**Exercise inputs:**
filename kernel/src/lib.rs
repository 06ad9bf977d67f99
pub use crate::error::*;

mod database;
mod entity;
mod error;
mod modify;
mod query;

#[cfg(feature = "prelude")]
pub mod prelude {
    pub mod entity {
        pub use crate::entity::*;
    }
}

#[cfg(feature = "interface")]
pub mod interface {
    pub mod database {
        pub use crate::database::*;
    }
    pub mod query {
        pub use crate::query::*;
    }
    pub mod update {
        pub use crate::modify::*;
    }
}
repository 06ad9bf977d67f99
mod book;
mod schema;

pub use self::{book::*, schema::*};
use kernel::interface::query::{DependOnSchemaQuery, SchemaQuery};
use kernel::KernelError;

use crate::database::memory::{InMemoryDatabase, InMemoryTransaction};

const BOOK_TABLE: &str = "books";

pub struct InMemorySchemaRepository;

impl DependOnSchemaQuery for InMemoryDatabase {
    type SchemaQuery = InMemorySchemaRepository;
    fn schema_query(&self) -> &Self::SchemaQuery {
        &InMemorySchemaRepository
    }
}

#[async_trait::async_trait]
impl SchemaQuery for InMemorySchemaRepository {
    type Transaction = InMemoryTransaction;

    async fn table_names(
        &self,
        _con: &mut InMemoryTransaction,
    ) -> error_stack::Result<Vec<String>, KernelError> {
        Ok(vec![BOOK_TABLE.to_string()])
    }
}
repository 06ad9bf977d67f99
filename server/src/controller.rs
use std::future::IntoFuture;
use std::marker::PhantomData;

// Original: https://github.com/HalsekiRaika/architectured/blob/e5caa5c7ae801d1aaac6e275b3ea0ef26d6ff26b/server/src/controller.rs
pub trait Intake<I>: 'static + Sync + Send {
    type To;
    fn emit(&self, input: I) -> Self::To;
}

pub trait Exhaust<I>: 'static + Sync + Send {
    type To;
    fn emit(&self, input: I) -> Self::To;
}

/// Request -> DTO (`T`), service call, output -> response (`P`).
pub struct Controller<T, P, I, D, O> {
    transformer: T,
    presenter: P,
    _i: PhantomData<I>,
    _t: PhantomData<D>,
    _o: PhantomData<O>,
}

impl<T, P, I, D, O> Controller<T, P, I, D, O> {
    pub fn new(transformer: T, presenter: P) -> Self {
        Self {
            transformer,
            presenter,
            _i: PhantomData,
            _t: PhantomData,
            _o: PhantomData,
        }
    }

    fn preset(self) -> P {
        self.presenter
    }
}

impl<T, P, I, D, O> Controller<T, P, I, D, O>
where
    T: Intake<I, To = D>,
{
    pub fn intake(self, input: I) -> Transformed<T, P, I, D, O> {
        Transformed {
            transformed: self.transformer.emit(input),
            controller: self,
            _i: PhantomData,
            _o: PhantomData,
        }
    }
}

/// For operations without request input.
impl<P, O> Controller<(), P, (), (), O>
where
    P: Exhaust<O>,
{
    pub async fn bypass<F, Fut, E>(self, f: F) -> Result<P::To, E>
    where
        F: FnOnce() -> Fut,
        Fut: IntoFuture<Output = Result<O, E>>,
    {
        Ok(self.preset().emit(f().await?))
    }
}

pub struct Transformed<T, P, I, D, O> {
    transformed: D,
    controller: Controller<T, P, I, D, O>,
    _i: PhantomData<I>,
    _o: PhantomData<O>,
}

impl<T, P, I, D, O> Transformed<T, P, I, D, O>
where
    T: Intake<I, To = D>,
    P: Exhaust<O>,
{
    pub async fn handle<F, Fut, E>(self, f: F) -> Result<P::To, E>
    where
        F: FnOnce(D) -> Fut,
        Fut: IntoFuture<Output = Result<O, E>>,
    {
        Ok(self.controller.preset().emit(f(self.transformed).await?))
    }
}

#[cfg(test)]
mod test {
    use crate::controller::{Controller, Exhaust, Intake};

    struct Doubler;

    impl Intake<i32> for Doubler {
        type To = i64;
        fn emit(&self, input: i32) -> Self::To {
            i64::from(input) * 2
        }
    }

    struct Labeler;

    impl Exhaust<i64> for Labeler {
        type To = String;
        fn emit(&self, input: i64) -> Self::To {
            format!("value={input}")
        }
    }

    #[tokio::test]
    async fn handle_runs_transform_then_present() {
        let out = Controller::new(Doubler, Labeler)
            .intake(21)
            .handle(|doubled| async move { Ok::<_, ()>(doubled + 1) })
            .await;
        assert_eq!(out, Ok("value=43".to_string()));
    }

    #[tokio::test]
    async fn errors_skip_the_presenter() {
        let out = Controller::new((), Labeler)
            .bypass(|| async { Err::<i64, _>("store down") })
            .await;
        assert_eq!(out, Err("store down"));
    }
}
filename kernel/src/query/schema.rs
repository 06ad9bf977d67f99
use crate::database::{DatabaseConnection, DependOnDatabaseConnection, Transaction};
use crate::KernelError;

/// Store introspection. Not part of the book domain.
#[async_trait::async_trait]
pub trait SchemaQuery: 'static + Sync + Send {
    type Transaction: Transaction;
    async fn table_names(
        &self,
        con: &mut Self::Transaction,
    ) -> error_stack::Result<Vec<String>, KernelError>;
}

pub trait DependOnSchemaQuery: 'static + Sync + Send + DependOnDatabaseConnection {
    type SchemaQuery: SchemaQuery<
        Transaction = <Self::DatabaseConnection as DatabaseConnection>::Transaction,
    >;
    fn schema_query(&self) -> &Self::SchemaQuery;
}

**Exercise requirements:**
Go through the data above and repeat all of it exactly.

**Exercise answer:**
filename kernel/src/lib.rs
repository 06ad9bf977d67f99
pub use crate::error::*;

mod database;
mod entity;
mod error;
mod modify;
mod query;

#[cfg(feature = "prelude")]
pub mod prelude {
    pub mod entity {
        pub use crate::entity::*;
    }
}

#[cfg(feature = "interface")]
pub mod interface {
    pub mod database {
        pub use crate::database::*;
    }
    pub mod query {
        pub use crate::query::*;
    }
    pub mod update {
        pub use crate::modify::*;
    }
}
repository 06ad9bf977d67f99
mod book;
mod schema;

pub use self::{book::*, schema::*};
use kernel::interface::query::{DependOnSchemaQuery, SchemaQuery};
use kernel::KernelError;

use crate::database::memory::{InMemoryDatabase, InMemoryTransaction};

const BOOK_TABLE: &str = "books";

pub struct InMemorySchemaRepository;

impl DependOnSchemaQuery for InMemoryDatabase {
    type SchemaQuery = InMemorySchemaRepository;
    fn schema_query(&self) -> &Self::SchemaQuery {
        &InMemorySchemaRepository
    }
}

#[async_trait::async_trait]
impl SchemaQuery for InMemorySchemaRepository {
    type Transaction = InMemoryTransaction;

    async fn table_names(
        &self,
        _con: &mut InMemoryTransaction,
    ) -> error_stack::Result<Vec<String>, KernelError> {
        Ok(vec![BOOK_TABLE.to_string()])
    }
}
repository 06ad9bf977d67f99
filename server/src/controller.rs
use std::future::IntoFuture;
use std::marker::PhantomData;

// Original: https://github.com/HalsekiRaika/architectured/blob/e5caa5c7ae801d1aaac6e275b3ea0ef26d6ff26b/server/src/controller.rs
pub trait Intake<I>: 'static + Sync + Send {
    type To;
    fn emit(&self, input: I) -> Self::To;
}

pub trait Exhaust<I>: 'static + Sync + Send {
    type To;
    fn emit(&self, input: I) -> Self::To;
}

/// Request -> DTO (`T`), service call, output -> response (`P`).
pub struct Controller<T, P, I, D, O> {
    transformer: T,
    presenter: P,
    _i: PhantomData<I>,
    _t: PhantomData<D>,
    _o: PhantomData<O>,
}

impl<T, P, I, D, O> Controller<T, P, I, D, O> {
    pub fn new(transformer: T, presenter: P) -> Self {
        Self {
            transformer,
            presenter,
            _i: PhantomData,
            _t: PhantomData,
            _o: PhantomData,
        }
    }

    fn preset(self) -> P {
        self.presenter
    }
}

impl<T, P, I, D, O> Controller<T, P, I, D, O>
where
    T: Intake<I, To = D>,
{
    pub fn intake(self, input: I) -> Transformed<T, P, I, D, O> {
        Transformed {
            transformed: self.transformer.emit(input),
            controller: self,
            _i: PhantomData,
            _o: PhantomData,
        }
    }
}

/// For operations without request input.
impl<P, O> Controller<(), P, (), (), O>
where
    P: Exhaust<O>,
{
    pub async fn bypass<F, Fut, E>(self, f: F) -> Result<P::To, E>
    where
        F: FnOnce() -> Fut,
        Fut: IntoFuture<Output = Result<O, E>>,
    {
        Ok(self.preset().emit(f().await?))
    }
}

pub struct Transformed<T, P, I, D, O> {
    transformed: D,
    controller: Controller<T, P, I, D, O>,
    _i: PhantomData<I>,
    _o: PhantomData<O>,
}

impl<T, P, I, D, O> Transformed<T, P, I, D, O>
where
    T: Intake<I, To = D>,
    P: Exhaust<O>,
{
    pub async fn handle<F, Fut, E>(self, f: F) -> Result<P::To, E>
    where
        F: FnOnce(D) -> Fut,
        Fut: IntoFuture<Output = Result<O, E>>,
    {
        Ok(self.controller.preset().emit(f(self.transformed).await?))
    }
}

#[cfg(test)]
mod test {
    use crate::controller::{Controller, Exhaust, Intake};

    struct Doubler;

    impl Intake<i32> for Doubler {
        type To = i64;
        fn emit(&self, input: i32) -> Self::To {
            i64::from(input) * 2
        }
    }

    struct Labeler;

    impl Exhaust<i64> for Labeler {
        type To = String;
        fn emit(&self, input: i64) -> Self::To {
            format!("value={input}")
        }
    }

    #[tokio::test]
    async fn handle_runs_transform_then_present() {
        let out = Controller::new(Doubler, Labeler)
            .intake(21)
            .handle(|doubled| async move { Ok::<_, ()>(doubled + 1) })
            .await;
        assert_eq!(out, Ok("value=43".to_string()));
    }

    #[tokio::test]
    async fn errors_skip_the_presenter() {
        let out = Controller::new((), Labeler)
            .bypass(|| async { Err::<i64, _>("store down") })
            .await;
        assert_eq!(out, Err("store down"));
    }
}
filename kernel/src/query/schema.rs
repository 06ad9bf977d67f99
use crate::database::{DatabaseConnection, DependOnDatabaseConnection, Transaction};
use crate::KernelError;

/// Store introspection. Not part of the book domain.
#[async_trait::async_trait]
pub trait SchemaQuery: 'static + Sync + Send {
    type Transaction: Transaction;
    async fn table_names(
        &self,
        con: &mut Self::Transaction,
    ) -> error_stack::Result<Vec<String>, KernelError>;
}

pub trait DependOnSchemaQuery: 'static + Sync + Send + DependOnDatabaseConnection {
    type SchemaQuery: SchemaQuery<
        Transaction = <Self::DatabaseConnection as DatabaseConnection>::Transaction,
    >;
    fn schema_query(&self) -> &Self::SchemaQuery;
}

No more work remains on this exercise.